[WHAT YOU ARE ASKED TO DO] Across the listing, count the lines that include the string "WHEN". Give nothing besides the number.

[SOURCE DATA]
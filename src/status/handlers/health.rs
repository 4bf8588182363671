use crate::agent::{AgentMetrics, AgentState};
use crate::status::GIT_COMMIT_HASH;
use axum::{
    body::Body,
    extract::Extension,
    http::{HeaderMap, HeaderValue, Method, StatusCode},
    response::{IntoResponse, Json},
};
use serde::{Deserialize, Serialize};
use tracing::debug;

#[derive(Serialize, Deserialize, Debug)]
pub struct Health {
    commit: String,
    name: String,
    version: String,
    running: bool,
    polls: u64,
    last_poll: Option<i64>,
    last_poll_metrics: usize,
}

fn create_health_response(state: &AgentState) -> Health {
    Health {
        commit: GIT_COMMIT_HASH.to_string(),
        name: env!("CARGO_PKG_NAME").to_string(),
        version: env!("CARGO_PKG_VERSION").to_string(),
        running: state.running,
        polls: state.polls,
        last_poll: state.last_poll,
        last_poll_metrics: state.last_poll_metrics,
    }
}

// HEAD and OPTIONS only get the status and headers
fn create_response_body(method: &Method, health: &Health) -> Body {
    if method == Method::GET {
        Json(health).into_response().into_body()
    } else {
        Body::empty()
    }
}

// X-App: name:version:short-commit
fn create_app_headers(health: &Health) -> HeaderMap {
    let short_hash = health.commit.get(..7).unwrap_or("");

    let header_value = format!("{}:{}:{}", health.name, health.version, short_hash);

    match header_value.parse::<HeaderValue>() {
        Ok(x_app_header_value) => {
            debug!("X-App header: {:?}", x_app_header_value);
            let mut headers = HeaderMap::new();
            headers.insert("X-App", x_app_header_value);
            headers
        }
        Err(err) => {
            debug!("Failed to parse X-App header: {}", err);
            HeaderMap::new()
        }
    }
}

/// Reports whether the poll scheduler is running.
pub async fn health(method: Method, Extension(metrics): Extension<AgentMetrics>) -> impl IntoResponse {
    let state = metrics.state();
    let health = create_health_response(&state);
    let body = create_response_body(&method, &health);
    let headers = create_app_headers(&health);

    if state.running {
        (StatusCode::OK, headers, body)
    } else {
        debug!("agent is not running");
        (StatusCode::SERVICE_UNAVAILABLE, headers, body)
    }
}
==
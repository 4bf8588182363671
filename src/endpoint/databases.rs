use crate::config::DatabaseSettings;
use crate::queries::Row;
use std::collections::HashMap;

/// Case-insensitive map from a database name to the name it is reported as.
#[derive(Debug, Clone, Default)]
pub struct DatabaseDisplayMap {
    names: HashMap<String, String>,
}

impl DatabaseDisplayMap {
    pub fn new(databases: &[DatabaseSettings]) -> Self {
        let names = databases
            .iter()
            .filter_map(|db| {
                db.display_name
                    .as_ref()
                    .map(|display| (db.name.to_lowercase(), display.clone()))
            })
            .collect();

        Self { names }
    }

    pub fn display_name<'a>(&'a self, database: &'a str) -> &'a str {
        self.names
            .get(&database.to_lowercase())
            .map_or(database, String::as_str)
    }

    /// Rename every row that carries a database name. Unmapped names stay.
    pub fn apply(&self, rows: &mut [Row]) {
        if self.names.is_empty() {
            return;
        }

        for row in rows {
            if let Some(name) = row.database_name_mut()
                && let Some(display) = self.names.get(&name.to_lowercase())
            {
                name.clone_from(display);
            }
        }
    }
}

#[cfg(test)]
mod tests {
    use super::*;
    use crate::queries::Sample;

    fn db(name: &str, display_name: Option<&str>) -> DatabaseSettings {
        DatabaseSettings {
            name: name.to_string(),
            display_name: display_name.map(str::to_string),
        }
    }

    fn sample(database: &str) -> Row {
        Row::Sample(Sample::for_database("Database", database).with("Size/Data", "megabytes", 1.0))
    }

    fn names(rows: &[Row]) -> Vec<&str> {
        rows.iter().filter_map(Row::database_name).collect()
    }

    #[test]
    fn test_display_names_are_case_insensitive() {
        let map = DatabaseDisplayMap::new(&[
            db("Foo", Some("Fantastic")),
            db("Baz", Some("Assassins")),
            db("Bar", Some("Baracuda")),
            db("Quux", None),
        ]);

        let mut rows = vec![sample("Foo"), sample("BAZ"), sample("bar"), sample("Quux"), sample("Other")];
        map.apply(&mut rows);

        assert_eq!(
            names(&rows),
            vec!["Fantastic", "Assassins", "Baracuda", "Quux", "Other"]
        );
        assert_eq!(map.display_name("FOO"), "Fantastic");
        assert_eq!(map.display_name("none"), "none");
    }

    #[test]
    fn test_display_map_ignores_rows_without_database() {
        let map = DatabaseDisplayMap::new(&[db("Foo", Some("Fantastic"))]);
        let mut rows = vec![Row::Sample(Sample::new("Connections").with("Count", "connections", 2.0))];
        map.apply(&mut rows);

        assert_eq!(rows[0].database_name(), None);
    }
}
---
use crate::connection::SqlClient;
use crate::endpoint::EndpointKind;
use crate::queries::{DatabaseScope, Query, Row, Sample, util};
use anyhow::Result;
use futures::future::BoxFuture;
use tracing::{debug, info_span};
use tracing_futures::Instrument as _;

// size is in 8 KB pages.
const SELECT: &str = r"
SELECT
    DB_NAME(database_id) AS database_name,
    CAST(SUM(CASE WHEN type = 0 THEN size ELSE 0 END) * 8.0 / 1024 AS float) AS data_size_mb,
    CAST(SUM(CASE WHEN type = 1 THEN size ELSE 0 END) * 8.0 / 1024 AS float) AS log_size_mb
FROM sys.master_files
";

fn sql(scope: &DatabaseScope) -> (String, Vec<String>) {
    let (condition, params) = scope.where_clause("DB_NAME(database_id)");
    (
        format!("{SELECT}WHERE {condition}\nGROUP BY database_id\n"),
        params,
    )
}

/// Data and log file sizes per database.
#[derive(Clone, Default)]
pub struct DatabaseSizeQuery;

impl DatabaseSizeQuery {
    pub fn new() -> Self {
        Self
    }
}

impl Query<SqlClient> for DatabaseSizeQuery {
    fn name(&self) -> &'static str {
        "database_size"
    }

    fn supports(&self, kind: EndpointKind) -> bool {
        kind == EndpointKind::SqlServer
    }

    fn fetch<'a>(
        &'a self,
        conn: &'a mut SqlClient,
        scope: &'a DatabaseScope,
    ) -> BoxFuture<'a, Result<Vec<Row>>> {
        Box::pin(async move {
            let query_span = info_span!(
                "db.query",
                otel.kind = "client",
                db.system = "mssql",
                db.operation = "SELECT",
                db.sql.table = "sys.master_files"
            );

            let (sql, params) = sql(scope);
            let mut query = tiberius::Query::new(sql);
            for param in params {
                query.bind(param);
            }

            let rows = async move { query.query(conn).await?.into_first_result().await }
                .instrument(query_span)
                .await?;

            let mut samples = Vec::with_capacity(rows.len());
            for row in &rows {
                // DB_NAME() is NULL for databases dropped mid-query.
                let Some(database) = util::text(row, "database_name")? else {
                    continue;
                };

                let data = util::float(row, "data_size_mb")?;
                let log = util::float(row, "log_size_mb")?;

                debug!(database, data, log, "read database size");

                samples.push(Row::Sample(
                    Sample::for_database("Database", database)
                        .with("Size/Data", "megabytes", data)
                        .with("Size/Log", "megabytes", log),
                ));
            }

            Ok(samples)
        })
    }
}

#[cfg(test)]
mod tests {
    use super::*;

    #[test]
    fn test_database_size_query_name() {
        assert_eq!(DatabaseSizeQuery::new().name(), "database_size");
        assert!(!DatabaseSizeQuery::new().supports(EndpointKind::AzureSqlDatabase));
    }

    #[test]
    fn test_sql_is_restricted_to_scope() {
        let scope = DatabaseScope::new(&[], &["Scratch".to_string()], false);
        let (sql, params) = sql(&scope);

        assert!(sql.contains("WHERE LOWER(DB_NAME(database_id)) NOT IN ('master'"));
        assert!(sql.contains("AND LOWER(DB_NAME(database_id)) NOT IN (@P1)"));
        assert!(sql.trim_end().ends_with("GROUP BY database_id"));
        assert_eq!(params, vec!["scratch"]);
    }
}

[REPLY TO THE TASK] 2